Ron was confused, but that's nothing new. He tried to look on the positive side. Like, yes, Hermione did like him. And yes, if she wasn't "saving herself" she most likely would have done 'that' with him. And they had made out. Not too bad, Ron decided, before going to sleep.  
  
He awoke with a start the next morning. It was late, and his mum was probably quite pissed he had slept all this time. Ron jumped out of bed, landed on Crookshanks, who bit his ankle, and ran to the bathroom to take a quick shower. The door was locked. "Marvelous," Ron mumbled. He knocked on the door. "Hurry up in there! I don't want to miss breakfast!" At that moment, the door swung open to reveal Hermione, hair dripping, with a blue towel wrapped around herself. The bathroom smelled like candlewax and some sort of flower.   
  
"Hey, Ron. Sorry to keep you waiting," she said, voice low, before planting a wet kiss on his cheek and walking off to her room to get changed.  
  
After a very unsexy and cold shower, Ron got dressed and hurried downstairs for breakfast. Mrs. Weasley was slamming plates around, a furious look on her face.  
  
"Had a bit of a lie-in today, huh?" she asked Ron, as she flung some sausages on his plate.  
  
"Sorry, Mum," Ron said.

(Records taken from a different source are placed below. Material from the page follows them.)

#[test]
fn test_sync_waits_plain_passes_directly() {
    let mut world = world(8);
    let pos = world.register::<Position>();
    world.allocate(&EntityType::new(&[pos]), 4).unwrap();
    let total = SharedResource::new(0.0f32);
    let hook_calls = AtomicUsize::new(0);

    scheduler(2).frame(&mut world, |ppl| {
        let hook_calls = &hook_calls;
        ppl.set_on_sync(move |_| {
            hook_calls.fetch_add(1, Ordering::SeqCst);
        });

        let filter = ppl.filter().all::<Position>().build();
        let pass = ppl.create_pass(
            &filter,
            ppl.params().read::<Position>().build(),
            &[total.write_access()],
        );
        let handle = total.clone();
        let event = ppl.schedule(pass, None, move |op| {
            thread::sleep(Duration::from_millis(5));
            *op.resource_mut(&handle).unwrap() += op.count() as f32;
        });

        ppl.sync(&[total.read_access()]);
        assert!(event.is_complete());
        assert_eq!(*total.read(), 4.0);
    });

    assert_eq!(hook_calls.load(Ordering::SeqCst), 0);
}

#[test]
fn test_sync_without_hook_waits_custom_passes() {
    let mut world = world(8);
    world.register::<Position>();
    let table = SharedResource::new(Vec::<u32>::new());
    let other = SharedResource::new(0u32);

    scheduler(2).frame(&mut world, |ppl| {
        let fill = ppl.create_custom_pass(&[table.write_access()]);
        let handle = table.clone();
        let filled = ppl.schedule_custom(fill, move || {
            thread::sleep(Duration::from_millis(20));
            handle.write().extend([4, 5]);
        });

        let gate = ppl.create_custom_pass(&[other.write_access()]);
        let release = SharedResource::new(false);
        let release_handle = release.clone();
        let gated = ppl.schedule_custom(gate, move || {
            let started = Instant::now();
            while !*release_handle.read() && started.elapsed() < Duration::from_secs(5) {
                thread::sleep(Duration::from_millis(1));
            }
        });

        ppl.sync(&[table.read_access()]);
        assert!(filled.is_complete());
        assert_eq!(*table.read(), vec![4, 5]);
        // A custom pass on an unrelated resource is not waited on.
        assert!(!gated.is_complete());

        *release.write() = true;
        gated.wait();
    });
}

// ============================================================================
// Access checks and failures
// ============================================================================

#[test]
fn test_undeclared_access_reads_none() {
    let mut world = world(8);
    let pos = world.register::<Position>();
    let vel = world.register::<Velocity>();
    world.allocate(&EntityType::new(&[pos, vel]), 2).unwrap();
    let other = SharedResource::new(0u8);
    let checked = AtomicUsize::new(0);

    scheduler(1).frame(&mut world, |ppl| {
        let filter = ppl.filter().all::<Position>().build();
        let pass = ppl.create_pass(&filter, ppl.params().read::<Position>().build(), &[]);
        let (other, checked) = (other.clone(), &checked);
        ppl.schedule(pass, None, move |op| {
            assert!(op.read::<Position>().is_some());
            assert!(op.write::<Position>().is_none());
            assert!(op.read::<Velocity>().is_none());
            assert!(op.shared::<Tuning>().is_none());
            assert!(op.resource(&other).is_none());
            checked.fetch_add(1, Ordering::SeqCst);
        });
    });

    assert_eq!(checked.load(Ordering::SeqCst), 1);
}

#[test]
#[should_panic(expected = "already borrowed")]
fn test_double_mutable_borrow_panics() {
    let mut world = world(8);
    let pos = world.register::<Position>();
    world.allocate(&EntityType::new(&[pos]), 1).unwrap();

    scheduler(1).frame(&mut world, |ppl| {
        let filter = ppl.filter().all::<Position>().build();
        let pass = ppl.create_pass(&filter, ppl.params().write::<Position>().build(), &[]);
        ppl.schedule(pass, None, |op| {
            let _first = op.write::<Position>();
            let _second = op.write::<Position>();
        });
    });
}

#[test]
#[should_panic(expected = "boom")]
fn test_task_panic_reaches_caller() {
    let mut world = world(8);
    let pos = world.register::<Position>();
    world.allocate(&EntityType::new(&[pos]), 3).unwrap();

    scheduler(2).frame(&mut world, |ppl| {
        let filter = ppl.filter().all::<Position>().build();
        let pass = ppl.create_pass(&filter, ppl.params().read::<Position>().build(), &[]);
        ppl.schedule(pass, None, |_| panic!("boom"));
    });
}

#[test]
fn test_frame_advances_timestamp() {
    let mut world = world(8);
    let scheduler = scheduler(1);
    let before = world.timestamp();

    let inside = scheduler.frame(&mut world, |ppl| ppl.timestamp());
    scheduler.frame(&mut world, |_| {});

    assert_eq!(inside, before + 1);
    assert_eq!(world.timestamp(), before + 2);
}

She usually didn't get too upset if anyone slept in, unless she had told them to wake up early the night before. A horrible thought pushed its way into Ron's head. What if his mum knew what he had been doing last night? "Sorry," he mumbled again.  
  
"No, Ron, I'm sorry. I shouldn't have snapped at you," Mrs. Weasley's voice sounded kinder now, and Ron breathed a sigh of relief. "It's just your idiot brothers decided to pour something into the porrige I was cooking. All I know is I took a bite, and I began sneezing fireballs."  
  
Ron could see Fred and George in the garden, de-gnoming. He began to eat quickly, while Mrs. Weasley muttered something about "damned Weasley Wizarding Wheezes of whatever they call it". Ron quickly put his plate in the sink, and walked out the door. Hermione was sitting in a lawn-chair, half-reading a book, half-watching Fred and George torture the gnomes.  
  
"Hey," Ron said, sitting next to her. She looked at him and smiled. Ron gave her a quick kiss when he was quite sure Fred and George weren't looking.  
  
"Ron, get off of me!" Hermione pushed him away. "God, all you want to do is make out, and we never talk anymore." She glared at him, with wide puppy-dog eyes. "We were friends before we were lovers."  
  
Ron shook his head. Hermione was acting as if they had been married for years. But he was also elated that she had called them "lovers". "What'll we talk about, then?" he asked, looking into her eyes.  
  
"Let's talk about all the things I want to do to you tonite," Hermoine purred, and began whispering things into Ron's ear that made him turn beet red.  
  
  
  
"Ron? Ron? Ronald!" Someone was shaking him, and his head snapped up. Mrs. Weasley was standing over him, looking angry. "You fell asleep. And I'll bet those two," she jabbed a thumb at the window, where Fred and George were tossing a gnome back and forth, "had something to do with it." As she stormed outside to scream at his brothers, Ron slunk upstairs.   
  
  
  
"I can't get her out of my head, you know? I dream about her. No, I fantasize about her. I want her. You know what I'm saying?" Ron asked, and Pigwidgeon hooted in agreement. Ron chuckled. "And now, I'm asking an owl to solve my problems."  
  
(A/N: I know, very short, but I'm very busy. Sorry. I'll try and update soon.) 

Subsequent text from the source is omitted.